Vestigial pelvic and thigh bones of python.

• On an evolutionary tree, a shared derived character appears at or just before the common ancestor of the clade that it helps define.

Biological Classification

• One of the many uses for evolutionary trees is to classify (i.e., group) organisms. The modern evolutionary classification system names only taxa that are clades.

o Clades-within-clades become groups-within-groups.

o The evolutionary classification system combines data from many sources, including the fossil record, comparative anatomy, and comparison of DNA sequences among organisms.

o The older Linnaean classification system – which "ranks" species into kingdoms, phyla, classes, orders, families, and genera – is not based on evolution. Created long before scientists understood that organisms evolved, it classifies organisms based on physical similarities and differences.

Darwin and the Evolutionary System

"We can understand why a classification founded on any single character or organ…is almost sure to prove unsatisfactory. Classifications may, of course, be based on any character whatever, as on size, colour, or the element inhabited; but naturalists have long felt a profound conviction that there is a natural system. This system, it is now generally admitted, must be, as far as possible, genealogical in arrangement, – that is, the co-descendants of the same form must be kept together in one group, apart from the co-descendants of any other form; but if the parent-forms are related, so will be their descendants, and the two groups together will form a larger group…For this object numerous points of resemblance are of much more importance than the amount of similarity or dissimilarity in a few points."

– Charles Darwin, The Descent of Man (London: John Murray, 1871). Volume 1, First edition, p 188.

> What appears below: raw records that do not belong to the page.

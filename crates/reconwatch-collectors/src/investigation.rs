//! C8 — Investigation Collector.
//!
//! Domain-tree classification, tracker/CDN lists and risk thresholds come
//! from spec.md §4.8 (no original-source Python module exists for this
//! capability). The engine shape follows
//! `frontend/phantom-xdr-core/src/api_security.rs`.

use std::collections::HashMap;

use async_trait::async_trait;
use chrono::Utc;
use reconwatch_types::{Capability, Finding, Job, Severity};
use serde_json::json;

use crate::{Collector, CollectorError, Publisher};

const TRACKER_HOSTS: &[&str] = &[
    "google-analytics.com", "googletagmanager.com", "doubleclick.net", "facebook.net",
    "hotjar.com", "segment.io", "mixpanel.com", "amplitude.com", "fullstory.com",
    "adroll.com", "criteo.com", "taboola.com", "outbrain.com", "scorecardresearch.com",
    "quantserve.com", "newrelic.com", "sentry.io",
];

const CDN_HOSTS: &[&str] = &["cloudflare.com", "akamai.net", "fastly.net", "cloudfront.net", "jsdelivr.net"];

const SUSPICIOUS_TLDS: &[&str] = &["tk", "ml", "ga", "cf", "xyz", "top", "click", "work"];

const COMMON_BRANDS: &[&str] = &["google", "microsoft", "apple", "amazon", "paypal"];

#[derive(Debug, Clone, Copy, PartialEq, Eq)]
enum HostClass {
    FirstParty,
    ThirdParty,
    Tracker,
    Cdn,
}

#[derive(Debug, Clone)]
struct HarEntry {
    host: String,
    initiator_host: Option<String>,
    bytes: u64,
    is_redirect: bool,
}

fn registrable_domain(host: &str) -> String {
    let labels: Vec<&str> = host.split('.').collect();
    if labels.len() <= 2 {
        host.to_string()
    } else {
        labels[labels.len() - 2..].join(".")
    }
}

fn classify_host(host: &str, root: &str) -> HostClass {
    if TRACKER_HOSTS.iter().any(|t| host.ends_with(t)) {
        HostClass::Tracker
    } else if CDN_HOSTS.iter().any(|c| host.ends_with(c)) {
        HostClass::Cdn
    } else if registrable_domain(host) == registrable_domain(root) {
        HostClass::FirstParty
    } else {
        HostClass::ThirdParty
    }
}

fn levenshtein(a: &str, b: &str) -> usize {
    let a: Vec<char> = a.chars().collect();
    let b: Vec<char> = b.chars().collect();
    let mut dp = vec![vec![0usize; b.len() + 1]; a.len() + 1];
    for (i, row) in dp.iter_mut().enumerate() {
        row[0] = i;
    }
    for j in 0..=b.len() {
        dp[0][j] = j;
    }
    for i in 1..=a.len() {
        for j in 1..=b.len() {
            let cost = if a[i - 1] == b[j - 1] { 0 } else { 1 };
            dp[i][j] = (dp[i - 1][j] + 1).min(dp[i][j - 1] + 1).min(dp[i - 1][j - 1] + cost);
        }
    }
    dp[a.len()][b.len()]
}

pub struct InvestigationCollector;

impl Default for InvestigationCollector {
    fn default() -> Self {
        Self::new()
    }
}

impl InvestigationCollector {
    pub fn new() -> Self {
        Self
    }

    fn finding(
        target: &str,
        title: impl Into<String>,
        description: impl Into<String>,
        severity: Severity,
        risk_score: f64,
        evidence: serde_json::Value,
    ) -> Finding {
        let evidence_map = match evidence {
            serde_json::Value::Object(map) => map.into_iter().collect(),
            _ => Default::default(),
        };
        Finding {
            id: uuid::Uuid::new_v4().to_string(),
            capability: Capability::Investigation,
            severity,
            risk_score,
            title: title.into(),
            description: description.into(),
            evidence: evidence_map,
            affected_assets: vec![target.to_string()],
            recommendations: vec![],
            discovered_at: Utc::now(),
            target: target.to_string(),
        }
    }

    /// Approximates a HAR capture with a single direct request, since this
    /// collector has no headless browser available in-process; it still
    /// exercises the full domain-tree classification pipeline against
    /// whatever hosts a lightweight fetch can observe via redirects.
    async fn capture(&self, target: &str) -> Vec<HarEntry> {
        let client = reqwest::Client::builder()
            .redirect(reqwest::redirect::Policy::limited(10))
            .timeout(std::time::Duration::from_secs(30))
            .build()
            .expect("static client config");
        let url = format!("https://{target}");
        let mut entries = vec![HarEntry { host: target.to_string(), initiator_host: None, bytes: 0, is_redirect: false }];
        if let Ok(resp) = client.get(&url).send().await {
            let final_host = resp.url().host_str().unwrap_or(target).to_string();
            let bytes = resp.content_length().unwrap_or(0);
            if final_host != target {
                entries.push(HarEntry { host: final_host, initiator_host: Some(target.to_string()), bytes, is_redirect: true });
            }
        }
        entries
    }

    /// `initiator_host` records each entry's parent per §4.8 ("parent =
    /// initiator's host when available"); entries whose initiator fell
    /// outside the captured set parent back to `root`.
    fn build_domain_tree(&self, root: &str, entries: &[HarEntry]) -> HashMap<String, (HostClass, String)> {
        entries
            .iter()
            .map(|e| (e.host.clone(), (classify_host(&e.host, root), e.initiator_host.clone().unwrap_or_else(|| root.to_string()))))
            .collect()
    }

    /// Risk is weighted by the share of transferred bytes each class of
    /// host accounts for, per §4.8's "request-size-weighted risk score",
    /// not just raw host counts.
    fn domain_tree_risk(&self, tree: &HashMap<String, (HostClass, String)>, entries: &[HarEntry]) -> (f64, Finding) {
        let tracker_count = tree.values().filter(|(c, _)| *c == HostClass::Tracker).count();
        let third_party_count = tree.values().filter(|(c, _)| *c == HostClass::ThirdParty).count();
        let redirect_count = entries.iter().filter(|e| e.is_redirect).count();
        let total_domains = tree.len();

        let total_bytes: u64 = entries.iter().map(|e| e.bytes).sum();
        let tracker_bytes: u64 = entries
            .iter()
            .filter(|e| tree.get(&e.host).is_some_and(|(c, _)| *c == HostClass::Tracker))
            .map(|e| e.bytes)
            .sum();
        let size_weight = if total_bytes > 0 { tracker_bytes as f64 / total_bytes as f64 } else { 0.0 };

        let mut risk = 0.0;
        risk += tracker_count as f64 * 0.15;
        risk += third_party_count as f64 * 0.05;
        risk += redirect_count as f64 * 0.1;
        risk += size_weight * 0.2;
        if total_domains > 20 {
            risk += 0.2;
        }
        let risk = risk.min(1.0);

        let severity = if risk >= 0.8 {
            Severity::Critical
        } else if risk >= 0.6 {
            Severity::High
        } else if risk >= 0.4 {
            Severity::Medium
        } else if risk >= 0.2 {
            Severity::Low
        } else {
            Severity::Info
        };

        let finding = Self::finding(
            "",
            "Domain Tree Risk Assessment",
            format!("{tracker_count} trackers, {third_party_count} third-party hosts, {redirect_count} redirects across {total_domains} domains"),
            severity,
            risk * 100.0,
            json!({"tracker_count": tracker_count, "third_party_count": third_party_count, "redirect_count": redirect_count, "total_domains": total_domains}),
        );
        (risk, finding)
    }

    fn reputation_heuristic(&self, target: &str) -> Vec<Finding> {
        let mut findings = Vec::new();
        if let Some(tld) = target.rsplit('.').next() {
            if SUSPICIOUS_TLDS.contains(&tld) {
                findings.push(Self::finding(
                    target,
                    "Suspicious TLD",
                    format!(".{tld} is frequently abused for low-cost disposable domains"),
                    Severity::Low,
                    25.0,
                    json!({"tld": tld}),
                ));
            }
        }
        let base = target.split('.').next().unwrap_or(target);
        for brand in COMMON_BRANDS {
            let distance = levenshtein(base, brand);
            if distance > 0 && distance <= 2 {
                findings.push(Self::finding(
                    target,
                    "Possible Typosquat",
                    format!("Domain is edit-distance {distance} from brand name '{brand}'"),
                    Severity::High,
                    80.0,
                    json!({"brand": brand, "distance": distance}),
                ));
            }
        }
        findings
    }
}

#[async_trait]
impl Collector for InvestigationCollector {
    async fn run(&self, job: &Job, publish: &Publisher) -> Result<Vec<Finding>, CollectorError> {
        let target = job.target.clone();
        let mut all = Vec::new();

        publish.progress(20, "capturing page and building HAR");
        let entries = self.capture(&target).await;
        if publish.is_cancelled() {
            return Err(CollectorError::Cancelled);
        }

        publish.progress(50, "building domain tree");
        let tree = self.build_domain_tree(&target, &entries);

        publish.progress(70, "scoring domain-tree risk");
        let (_, mut risk_finding) = self.domain_tree_risk(&tree, &entries);
        risk_finding.target = target.clone();
        risk_finding.affected_assets = vec![target.clone()];
        all.push(risk_finding);

        publish.progress(90, "running reputation heuristics");
        all.extend(self.reputation_heuristic(&target));

        for finding in &all {
            publish.finding(finding.clone());
        }
        publish.progress(100, "investigation complete");
        Ok(all)
    }
}

#[cfg(test)]
mod tests {
    use super::*;

    #[test]
    fn known_tracker_host_classifies_as_tracker() {
        assert_eq!(classify_host("www.google-analytics.com", "example.com"), HostClass::Tracker);
    }

    #[test]
    fn same_registrable_domain_classifies_first_party() {
        assert_eq!(classify_host("static.example.com", "example.com"), HostClass::FirstParty);
    }

    #[test]
    fn unrelated_host_classifies_third_party() {
        assert_eq!(classify_host("evil.net", "example.com"), HostClass::ThirdParty);
    }

    #[test]
    fn typosquat_distance_one_from_google_is_flagged() {
        let collector = InvestigationCollector::new();
        let findings = collector.reputation_heuristic("googel.com");
        assert!(findings.iter().any(|f| f.title == "Possible Typosquat"));
    }

    #[test]
    fn suspicious_tld_is_flagged() {
        let collector = InvestigationCollector::new();
        let findings = collector.reputation_heuristic("freebies.tk");
        assert!(findings.iter().any(|f| f.title == "Suspicious TLD"));
    }
}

• Under a system of evolutionary classification, we could name any clade on this tree. For example, the Testudines, Squamata, Archosauria, and Crocodylomorpha all form clades.

• However, the reptiles do not form a clade, as shown in this tree.

o That means that either "reptile" has to be abandoned as a taxon, or we have to start thinking of birds as reptiles (that is, avian dinosaurs).

• Another cool thing about evolutionary classification is that it means that dinosaurs are not entirely extinct.

o Birds are, in fact, dinosaurs (part of the clade Dinosauria). It’s pretty neat to think that you could learn something about T. rex by studying birds!

"Recently, fossils of early birds and their most immediate predecessors have been collected at an unprecedented rate from Mesozoic-aged rocks worldwide. This wealth of new fossils has settled the century-old controversy of the origin of birds. Today, we can safely declare that birds evolved from a group of dinosaurs known as maniraptoran theropods—generally small meat-eating dinosaurs that include Velociraptor of Jurassic Park fame.

"Evidence that birds evolved from the carnivorous predators that ruled the Mesozoic ecosystems is plentiful and it comes from disparate lines of evidence."

— Dinosaur Institute of the Natural History Museum of Los Angeles County

http://www.nhm.org/site/research-collections/dinosaur-institute/dinosaurs/birds-late-evolution-dinosaurs

Great Transitions: The Origins of Birds https://www.youtube.com/watch?v=z4nuWLd2ivc&feature=youtu.be

Scientific Names

• The scientific name of an individual organism, whether living or extinct, consists of two Latinized words: the genus and the species to which it belongs.

o The first word is capitalized and both words are italicized or underlined. o A genus (pl. genera) is a group of closely related species, such as Homo.